What is expected → Pull each line with the string "OrganizationsClient" from the entries.

-------- Information --------

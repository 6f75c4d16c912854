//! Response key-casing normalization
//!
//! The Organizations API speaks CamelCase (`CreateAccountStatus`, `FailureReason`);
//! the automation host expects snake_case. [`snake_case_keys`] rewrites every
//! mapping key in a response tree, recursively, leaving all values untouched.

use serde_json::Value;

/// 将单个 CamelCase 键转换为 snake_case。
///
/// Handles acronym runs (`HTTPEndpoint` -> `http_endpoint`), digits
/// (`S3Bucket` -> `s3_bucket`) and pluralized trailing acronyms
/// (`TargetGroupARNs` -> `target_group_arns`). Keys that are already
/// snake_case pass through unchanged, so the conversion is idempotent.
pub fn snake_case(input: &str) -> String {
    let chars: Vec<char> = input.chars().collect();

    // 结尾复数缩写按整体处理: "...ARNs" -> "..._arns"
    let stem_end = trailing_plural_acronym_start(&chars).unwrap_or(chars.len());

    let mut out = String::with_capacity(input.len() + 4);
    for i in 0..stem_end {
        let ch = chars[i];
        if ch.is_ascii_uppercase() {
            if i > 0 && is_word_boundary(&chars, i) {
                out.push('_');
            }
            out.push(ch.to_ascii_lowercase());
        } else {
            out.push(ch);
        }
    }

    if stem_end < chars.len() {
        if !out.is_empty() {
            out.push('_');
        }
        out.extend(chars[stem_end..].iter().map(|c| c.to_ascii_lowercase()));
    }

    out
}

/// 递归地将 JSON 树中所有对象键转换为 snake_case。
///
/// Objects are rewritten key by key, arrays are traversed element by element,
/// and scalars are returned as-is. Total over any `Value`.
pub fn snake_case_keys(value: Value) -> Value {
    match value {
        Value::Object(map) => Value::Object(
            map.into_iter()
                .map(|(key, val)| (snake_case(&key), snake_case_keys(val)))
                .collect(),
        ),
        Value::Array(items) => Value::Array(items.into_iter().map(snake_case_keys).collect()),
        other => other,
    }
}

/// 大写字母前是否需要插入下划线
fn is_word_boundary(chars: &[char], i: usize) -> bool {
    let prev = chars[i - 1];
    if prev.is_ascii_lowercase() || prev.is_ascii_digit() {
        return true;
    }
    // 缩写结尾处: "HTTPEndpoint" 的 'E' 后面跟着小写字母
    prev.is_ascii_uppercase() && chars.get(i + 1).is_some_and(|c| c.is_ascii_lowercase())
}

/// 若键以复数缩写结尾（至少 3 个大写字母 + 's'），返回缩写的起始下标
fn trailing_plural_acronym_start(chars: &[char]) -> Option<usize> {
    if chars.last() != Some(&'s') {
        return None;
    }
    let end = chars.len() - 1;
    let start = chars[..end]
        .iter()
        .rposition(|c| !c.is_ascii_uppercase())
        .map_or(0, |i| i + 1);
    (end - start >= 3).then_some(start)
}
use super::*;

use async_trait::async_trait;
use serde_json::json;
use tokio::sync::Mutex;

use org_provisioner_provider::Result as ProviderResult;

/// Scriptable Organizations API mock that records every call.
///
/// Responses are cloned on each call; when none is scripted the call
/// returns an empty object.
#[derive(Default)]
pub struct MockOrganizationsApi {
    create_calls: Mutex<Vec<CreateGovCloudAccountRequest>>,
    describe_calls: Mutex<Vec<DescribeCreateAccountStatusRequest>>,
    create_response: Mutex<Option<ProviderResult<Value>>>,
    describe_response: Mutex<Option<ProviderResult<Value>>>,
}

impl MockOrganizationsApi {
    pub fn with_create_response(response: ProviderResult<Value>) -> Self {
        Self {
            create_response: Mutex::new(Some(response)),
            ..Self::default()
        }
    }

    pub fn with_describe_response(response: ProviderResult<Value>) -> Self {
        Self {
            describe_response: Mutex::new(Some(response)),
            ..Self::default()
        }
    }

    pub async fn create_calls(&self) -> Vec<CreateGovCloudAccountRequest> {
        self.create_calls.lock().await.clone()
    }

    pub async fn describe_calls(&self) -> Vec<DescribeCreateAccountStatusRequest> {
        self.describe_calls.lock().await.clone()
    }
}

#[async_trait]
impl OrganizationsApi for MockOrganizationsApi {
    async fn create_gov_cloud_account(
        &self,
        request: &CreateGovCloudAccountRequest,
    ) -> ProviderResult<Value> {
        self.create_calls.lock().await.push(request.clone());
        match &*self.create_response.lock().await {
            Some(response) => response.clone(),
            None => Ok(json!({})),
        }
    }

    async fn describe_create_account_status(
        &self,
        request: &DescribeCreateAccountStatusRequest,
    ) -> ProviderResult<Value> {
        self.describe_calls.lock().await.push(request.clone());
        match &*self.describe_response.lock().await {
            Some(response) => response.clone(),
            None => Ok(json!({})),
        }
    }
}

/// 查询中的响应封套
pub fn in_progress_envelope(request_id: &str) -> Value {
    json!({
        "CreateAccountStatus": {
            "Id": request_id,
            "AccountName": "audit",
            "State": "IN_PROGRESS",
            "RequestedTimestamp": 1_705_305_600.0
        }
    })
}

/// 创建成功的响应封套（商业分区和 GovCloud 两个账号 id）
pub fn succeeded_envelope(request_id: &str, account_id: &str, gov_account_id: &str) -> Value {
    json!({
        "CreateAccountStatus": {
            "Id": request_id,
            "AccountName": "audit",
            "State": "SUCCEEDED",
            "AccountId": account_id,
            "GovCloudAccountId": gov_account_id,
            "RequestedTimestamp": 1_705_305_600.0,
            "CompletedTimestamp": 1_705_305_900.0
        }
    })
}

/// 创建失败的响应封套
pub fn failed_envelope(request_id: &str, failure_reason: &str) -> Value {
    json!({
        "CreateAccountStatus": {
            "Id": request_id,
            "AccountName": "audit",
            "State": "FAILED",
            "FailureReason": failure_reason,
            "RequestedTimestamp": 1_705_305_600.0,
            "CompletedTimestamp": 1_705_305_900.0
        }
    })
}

--------
-------- Information --------

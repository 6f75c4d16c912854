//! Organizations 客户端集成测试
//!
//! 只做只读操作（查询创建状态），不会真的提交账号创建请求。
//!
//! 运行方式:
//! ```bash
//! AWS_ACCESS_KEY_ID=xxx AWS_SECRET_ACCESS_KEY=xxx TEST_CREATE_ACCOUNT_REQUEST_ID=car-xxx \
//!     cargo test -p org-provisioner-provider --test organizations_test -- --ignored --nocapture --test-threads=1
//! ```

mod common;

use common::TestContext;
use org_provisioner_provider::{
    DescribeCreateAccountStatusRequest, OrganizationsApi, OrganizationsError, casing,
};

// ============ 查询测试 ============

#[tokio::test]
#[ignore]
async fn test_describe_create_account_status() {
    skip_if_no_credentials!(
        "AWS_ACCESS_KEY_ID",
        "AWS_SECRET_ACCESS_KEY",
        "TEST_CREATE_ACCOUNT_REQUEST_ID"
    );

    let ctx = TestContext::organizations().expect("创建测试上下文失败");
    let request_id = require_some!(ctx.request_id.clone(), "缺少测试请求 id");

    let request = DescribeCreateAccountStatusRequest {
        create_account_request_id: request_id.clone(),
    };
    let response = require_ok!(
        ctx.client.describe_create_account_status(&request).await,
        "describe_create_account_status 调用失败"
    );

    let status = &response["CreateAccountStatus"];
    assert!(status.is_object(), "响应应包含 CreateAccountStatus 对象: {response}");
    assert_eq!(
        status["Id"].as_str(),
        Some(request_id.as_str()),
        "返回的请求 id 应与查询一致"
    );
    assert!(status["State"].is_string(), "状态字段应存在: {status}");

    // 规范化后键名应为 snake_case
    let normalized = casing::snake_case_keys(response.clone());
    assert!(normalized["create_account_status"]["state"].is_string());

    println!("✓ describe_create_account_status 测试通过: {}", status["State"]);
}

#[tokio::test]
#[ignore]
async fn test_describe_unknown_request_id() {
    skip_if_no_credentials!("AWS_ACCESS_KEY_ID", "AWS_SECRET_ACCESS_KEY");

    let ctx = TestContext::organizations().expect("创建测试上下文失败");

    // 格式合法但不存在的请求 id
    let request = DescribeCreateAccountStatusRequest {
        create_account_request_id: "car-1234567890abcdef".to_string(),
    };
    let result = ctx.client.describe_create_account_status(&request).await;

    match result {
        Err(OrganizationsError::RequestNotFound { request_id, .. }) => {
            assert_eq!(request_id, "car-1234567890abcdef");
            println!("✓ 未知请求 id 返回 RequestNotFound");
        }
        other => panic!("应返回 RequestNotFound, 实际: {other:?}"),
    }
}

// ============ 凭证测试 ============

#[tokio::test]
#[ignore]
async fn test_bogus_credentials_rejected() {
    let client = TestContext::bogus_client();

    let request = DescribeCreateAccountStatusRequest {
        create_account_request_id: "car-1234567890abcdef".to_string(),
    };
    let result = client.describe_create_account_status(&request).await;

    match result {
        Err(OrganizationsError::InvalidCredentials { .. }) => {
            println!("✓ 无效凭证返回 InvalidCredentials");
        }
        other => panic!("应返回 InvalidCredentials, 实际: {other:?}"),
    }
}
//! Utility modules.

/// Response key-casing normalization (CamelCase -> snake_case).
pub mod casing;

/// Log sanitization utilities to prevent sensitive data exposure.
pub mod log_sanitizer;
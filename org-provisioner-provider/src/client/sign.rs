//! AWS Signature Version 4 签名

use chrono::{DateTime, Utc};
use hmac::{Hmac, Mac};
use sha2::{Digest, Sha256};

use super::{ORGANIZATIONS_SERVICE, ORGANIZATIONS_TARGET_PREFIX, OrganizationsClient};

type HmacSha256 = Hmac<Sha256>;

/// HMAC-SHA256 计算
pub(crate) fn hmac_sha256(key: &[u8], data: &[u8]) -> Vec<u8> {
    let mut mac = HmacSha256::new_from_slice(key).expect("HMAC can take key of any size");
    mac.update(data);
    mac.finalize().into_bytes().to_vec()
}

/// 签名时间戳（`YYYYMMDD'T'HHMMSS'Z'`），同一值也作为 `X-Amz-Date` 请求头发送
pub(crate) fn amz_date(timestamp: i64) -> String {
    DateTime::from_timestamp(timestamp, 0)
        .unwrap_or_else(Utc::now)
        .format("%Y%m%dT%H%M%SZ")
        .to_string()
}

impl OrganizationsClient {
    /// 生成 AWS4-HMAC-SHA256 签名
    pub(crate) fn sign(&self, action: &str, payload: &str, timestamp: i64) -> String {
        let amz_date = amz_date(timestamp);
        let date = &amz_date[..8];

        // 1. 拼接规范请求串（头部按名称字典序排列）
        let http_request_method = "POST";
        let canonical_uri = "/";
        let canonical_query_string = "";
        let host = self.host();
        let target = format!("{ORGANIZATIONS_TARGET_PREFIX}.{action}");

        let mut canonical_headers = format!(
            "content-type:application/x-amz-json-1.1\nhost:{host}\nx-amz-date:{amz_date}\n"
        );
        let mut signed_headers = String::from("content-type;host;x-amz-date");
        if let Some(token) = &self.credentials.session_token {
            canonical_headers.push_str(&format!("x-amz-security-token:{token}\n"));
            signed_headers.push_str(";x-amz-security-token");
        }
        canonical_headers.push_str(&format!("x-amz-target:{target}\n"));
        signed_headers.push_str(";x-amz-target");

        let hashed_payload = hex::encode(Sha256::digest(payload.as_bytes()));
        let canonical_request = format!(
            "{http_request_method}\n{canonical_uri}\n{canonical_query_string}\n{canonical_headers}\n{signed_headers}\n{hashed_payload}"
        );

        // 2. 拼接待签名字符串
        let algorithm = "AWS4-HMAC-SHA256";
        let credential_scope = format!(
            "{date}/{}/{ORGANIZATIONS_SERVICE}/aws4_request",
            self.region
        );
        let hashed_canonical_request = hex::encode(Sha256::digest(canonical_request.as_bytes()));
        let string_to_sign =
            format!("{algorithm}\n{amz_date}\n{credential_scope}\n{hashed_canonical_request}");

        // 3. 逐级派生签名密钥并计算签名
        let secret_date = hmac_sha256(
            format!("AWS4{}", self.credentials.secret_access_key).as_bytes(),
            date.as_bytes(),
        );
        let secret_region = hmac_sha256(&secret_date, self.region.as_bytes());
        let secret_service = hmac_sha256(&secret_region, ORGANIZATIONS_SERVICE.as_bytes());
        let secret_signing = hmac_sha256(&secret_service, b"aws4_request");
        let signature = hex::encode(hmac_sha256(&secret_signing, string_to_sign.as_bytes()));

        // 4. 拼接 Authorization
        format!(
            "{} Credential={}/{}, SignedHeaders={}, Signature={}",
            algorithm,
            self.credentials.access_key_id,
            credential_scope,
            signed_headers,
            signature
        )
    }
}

--------

The completed task →
use super::{ORGANIZATIONS_SERVICE, ORGANIZATIONS_TARGET_PREFIX, OrganizationsClient};
impl OrganizationsClient {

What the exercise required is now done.